前回の赤紙記事での予告通り、「90年代の」HJ本誌について書きたい。

●やっぱり、HJ誌の広告には思い入れあるよね。

ネットの無い時代の最高の怪獣GK情報源は、間違いなくHJ本誌だった。 そもそも80年代から特集、広告ともに、怪獣ガレージキット文化の牽引役を担っていたのがHJ誌と言えるだろう。

そして、90年代初頭のバブル期に、その役割もピークに達する。

下手をすれば紙面の1/4を占めていた膨大な広告。

今日はそんな時代の、そんな広告のお話。

●まず、後ろからめくったよね。

↑ 俺、線入れてるぅ…久々に見てチョット引いたわ(^^;

まず、この広告を見てほしい。某カタログ広告であるが、膨大なアンティークトイの中に、まれに怪獣ガレージキットが紛れている。

これらを一気にチェックする。

この広告を打っているショップでは確か「25日から通販電話受付けます」とあった気がする。

なんだか、25日に勝負みたいな空気があった。

●新作情報も、もちろん楽しみ。

↑これ、8と9間違えてないか…と誰もが突っ込んだであろう。でも大好き。

発売日である25日。津市の駅前の本屋さんに飛び込み、ドキドキしながら後ろからページをめくった日を、昨日のように思い出す。

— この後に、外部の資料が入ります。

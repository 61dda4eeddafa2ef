//! Symbol → embedding map with staleness-aware updates and JSON persistence.
//!
//! Construction runs in chunks of `batch_size` symbols. Inside a chunk the
//! source lookups and provider calls may run on a rayon pool, but every
//! insertion happens on the calling thread, so the map itself needs no
//! synchronization. With checkpointing enabled the map is written after each
//! chunk so an interrupted build keeps its progress.

use super::provider::EmbeddingProvider;
use crate::Symbol;
use crate::config::EmbeddingConfig;
use crate::error::{EmbeddingError, EmbeddingResult};
use crate::source::SourceProvider;
use rayon::prelude::*;
use serde::{Deserialize, Serialize};
use std::collections::BTreeMap;
use std::fs::File;
use std::io::{BufReader, BufWriter, Write};
use std::path::Path;

/// Cached embedding plus the text it was computed from
#[derive(Debug, Clone, PartialEq)]
pub struct SymbolEmbedding {
    pub symbol: Symbol,
    pub vector: Vec<f32>,
    pub source_code: String,
}

/// On-disk shape of one entry, keyed by canonical URI
#[derive(Serialize)]
struct StoredEmbeddingRef<'a> {
    vector: &'a [f32],
    source_code: &'a str,
}

#[derive(Deserialize)]
struct StoredEmbedding {
    vector: Vec<f32>,
    source_code: String,
}

/// Outcome counts of a build or update pass
#[derive(Debug, Clone, Copy, Default, PartialEq, Eq, Serialize)]
pub struct UpdateReport {
    /// Provider called and entry written
    pub computed: usize,
    /// Stored source matched, no provider call
    pub unchanged: usize,
    /// Excluded kind, denylisted or without resolvable source
    pub skipped: usize,
    /// Provider or source failure
    pub failed: usize,
}

impl UpdateReport {
    pub fn total(&self) -> usize {
        self.computed + self.unchanged + self.skipped + self.failed
    }
}

enum Outcome {
    Computed(SymbolEmbedding),
    Unchanged,
    Unresolved,
    Failed,
}

/// Embeddings ordered by canonical URI
#[derive(Debug, Clone, Default, PartialEq)]
pub struct EmbeddingMap {
    entries: BTreeMap<Symbol, SymbolEmbedding>,
}

impl EmbeddingMap {
    pub fn new() -> Self {
        Self::default()
    }

    /// Embed every eligible symbol in `symbols`.
    ///
    /// Symbols of non-embeddable kinds, denylisted URIs and symbols without
    /// source are skipped. Per-symbol failures are logged and omitted.
    pub fn build<'a>(
        symbols: impl IntoIterator<Item = &'a Symbol>,
        embedder: &dyn EmbeddingProvider,
        sources: &dyn SourceProvider,
        config: &EmbeddingConfig,
    ) -> EmbeddingResult<Self> {
        let mut map = Self::new();
        let report = map.update_embeddings(symbols, embedder, sources, config)?;
        tracing::info!(
            "[embed] built {} embedding(s) with {}: {} skipped, {} failed",
            report.computed,
            embedder.name(),
            report.skipped,
            report.failed
        );
        Ok(map)
    }

    /// Re-resolve the source of `symbols` and recompute only the entries
    /// that are missing or whose source text changed.
    pub fn update_embeddings<'a>(
        &mut self,
        symbols: impl IntoIterator<Item = &'a Symbol>,
        embedder: &dyn EmbeddingProvider,
        sources: &dyn SourceProvider,
        config: &EmbeddingConfig,
    ) -> EmbeddingResult<UpdateReport> {
        let mut report = UpdateReport::default();
        let mut eligible = Vec::new();
        for symbol in symbols {
            if symbol.kind().is_embeddable() && !config.is_denied(symbol.uri()) {
                eligible.push(symbol);
            } else {
                report.skipped += 1;
            }
        }

        let pool = if config.parallel {
            match rayon::ThreadPoolBuilder::new()
                .num_threads(config.parallel_threads)
                .build()
            {
                Ok(pool) => Some(pool),
                Err(e) => {
                    tracing::warn!("[embed] thread pool unavailable, embedding sequentially: {e}");
                    None
                }
            }
        } else {
            None
        };

        let batch_size = config.batch_size.max(1);
        let chunks = eligible.len().div_ceil(batch_size);
        for (n, chunk) in eligible.chunks(batch_size).enumerate() {
            let outcomes: Vec<Outcome> = match &pool {
                Some(pool) => pool.install(|| {
                    chunk
                        .par_iter()
                        .map(|symbol| self.refresh(symbol, embedder, sources))
                        .collect()
                }),
                None => chunk
                    .iter()
                    .map(|symbol| self.refresh(symbol, embedder, sources))
                    .collect(),
            };

            let mut chunk_changed = false;
            for outcome in outcomes {
                match outcome {
                    Outcome::Computed(embedding) => {
                        self.entries.insert(embedding.symbol.clone(), embedding);
                        report.computed += 1;
                        chunk_changed = true;
                    }
                    Outcome::Unchanged => report.unchanged += 1,
                    Outcome::Unresolved => report.skipped += 1,
                    Outcome::Failed => report.failed += 1,
                }
            }

            tracing::debug!("[embed] chunk {}/{chunks} done", n + 1);
            if config.checkpoint && chunk_changed {
                self.save(&config.path, true)?;
            }
        }

        Ok(report)
    }

    /// Decide what to do with one symbol. Never mutates the map.
    fn refresh(
        &self,
        symbol: &Symbol,
        embedder: &dyn EmbeddingProvider,
        sources: &dyn SourceProvider,
    ) -> Outcome {
        let source_code = match sources.source_of(symbol) {
            Ok(Some(text)) => text,
            Ok(None) => {
                tracing::debug!("[embed] no source for {symbol}");
                return Outcome::Unresolved;
            }
            Err(e) => {
                tracing::warn!("[embed] source lookup failed for {symbol}: {e}");
                return Outcome::Failed;
            }
        };

        if self
            .entries
            .get(symbol)
            .is_some_and(|existing| existing.source_code == source_code)
        {
            return Outcome::Unchanged;
        }

        match embedder.embed(&source_code) {
            Ok(vector) => Outcome::Computed(SymbolEmbedding {
                symbol: symbol.clone(),
                vector,
                source_code,
            }),
            Err(e) => {
                tracing::warn!("[embed] skipping {symbol}: {e}");
                Outcome::Failed
            }
        }
    }

    pub fn get(&self, symbol: &Symbol) -> Option<&SymbolEmbedding> {
        self.entries.get(symbol)
    }

    pub fn contains(&self, symbol: &Symbol) -> bool {
        self.entries.contains_key(symbol)
    }

    pub fn insert(&mut self, embedding: SymbolEmbedding) -> Option<SymbolEmbedding> {
        self.entries.insert(embedding.symbol.clone(), embedding)
    }

    pub fn len(&self) -> usize {
        self.entries.len()
    }

    pub fn is_empty(&self) -> bool {
        self.entries.is_empty()
    }

    /// Entries in canonical-URI order
    pub fn iter(&self) -> impl Iterator<Item = &SymbolEmbedding> {
        self.entries.values()
    }

    pub fn symbols(&self) -> impl Iterator<Item = &Symbol> {
        self.entries.keys()
    }

    /// Write the map as JSON. Fails if `path` exists and `overwrite` is not
    /// set.
    pub fn save(&self, path: impl AsRef<Path>, overwrite: bool) -> EmbeddingResult<()> {
        let path = path.as_ref();
        if path.exists() && !overwrite {
            return Err(EmbeddingError::AlreadyExists {
                path: path.to_path_buf(),
            });
        }
        let io_error = |source| EmbeddingError::Io {
            path: path.to_path_buf(),
            source,
        };

        if let Some(parent) = path.parent().filter(|p| !p.as_os_str().is_empty()) {
            std::fs::create_dir_all(parent).map_err(io_error)?;
        }

        let stored: BTreeMap<&str, StoredEmbeddingRef<'_>> = self
            .entries
            .values()
            .map(|e| {
                (
                    e.symbol.uri(),
                    StoredEmbeddingRef {
                        vector: &e.vector,
                        source_code: &e.source_code,
                    },
                )
            })
            .collect();

        let file = File::create(path).map_err(io_error)?;
        let mut writer = BufWriter::new(file);
        serde_json::to_writer(&mut writer, &stored)?;
        writer.flush().map_err(io_error)?;

        tracing::debug!("[embed] saved {} embedding(s) to {}", self.len(), path.display());
        Ok(())
    }

    /// Read a map written by [`EmbeddingMap::save`]. Keys are re-parsed as
    /// symbols.
    pub fn load(path: impl AsRef<Path>) -> EmbeddingResult<Self> {
        let path = path.as_ref();
        if !path.exists() {
            return Err(EmbeddingError::NotFound {
                path: path.to_path_buf(),
            });
        }

        let file = File::open(path).map_err(|source| EmbeddingError::Io {
            path: path.to_path_buf(),
            source,
        })?;
        let stored: BTreeMap<String, StoredEmbedding> =
            serde_json::from_reader(BufReader::new(file))?;

        let mut entries = BTreeMap::new();
        for (uri, entry) in stored {
            let symbol = Symbol::parse(&uri)?;
            entries.insert(
                symbol.clone(),
                SymbolEmbedding {
                    symbol,
                    vector: entry.vector,
                    source_code: entry.source_code,
                },
            );
        }

        tracing::debug!("[embed] loaded {} embedding(s) from {}", entries.len(), path.display());
        Ok(Self { entries })
    }
}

ついでに言うと「これ、84じゃねーか!」って衝撃もな…。※1

●安定の通販広告。

この時期(90年代初頭)には、ガレージキットの卸売りも安定供給されており、同時に大手模型ショップの広告や、そのフォーマットも確立されていた。

この辺りが、80年代HJとの最大の違いである。※2

広告的にも、「西のほびっと、東のスズキ模型」の2大巨頭というのが当時のイメージだ。

ほびっとにはよくお世話になった。この広告ページを見るだけで多幸感に襲われる方も多数いる筈…。

●海洋堂といえば、黒の広告ページだよね。

海洋堂、ボークスに関しては、80年代から安定したデザイン、数ページにわたる大広告、と大手メーカー感が非常に強い。

特に海洋堂のこの黒ベースのデザインは90年代には完全に定着しており、海洋堂というとこの広告ページを思い起こす方も多いと思う。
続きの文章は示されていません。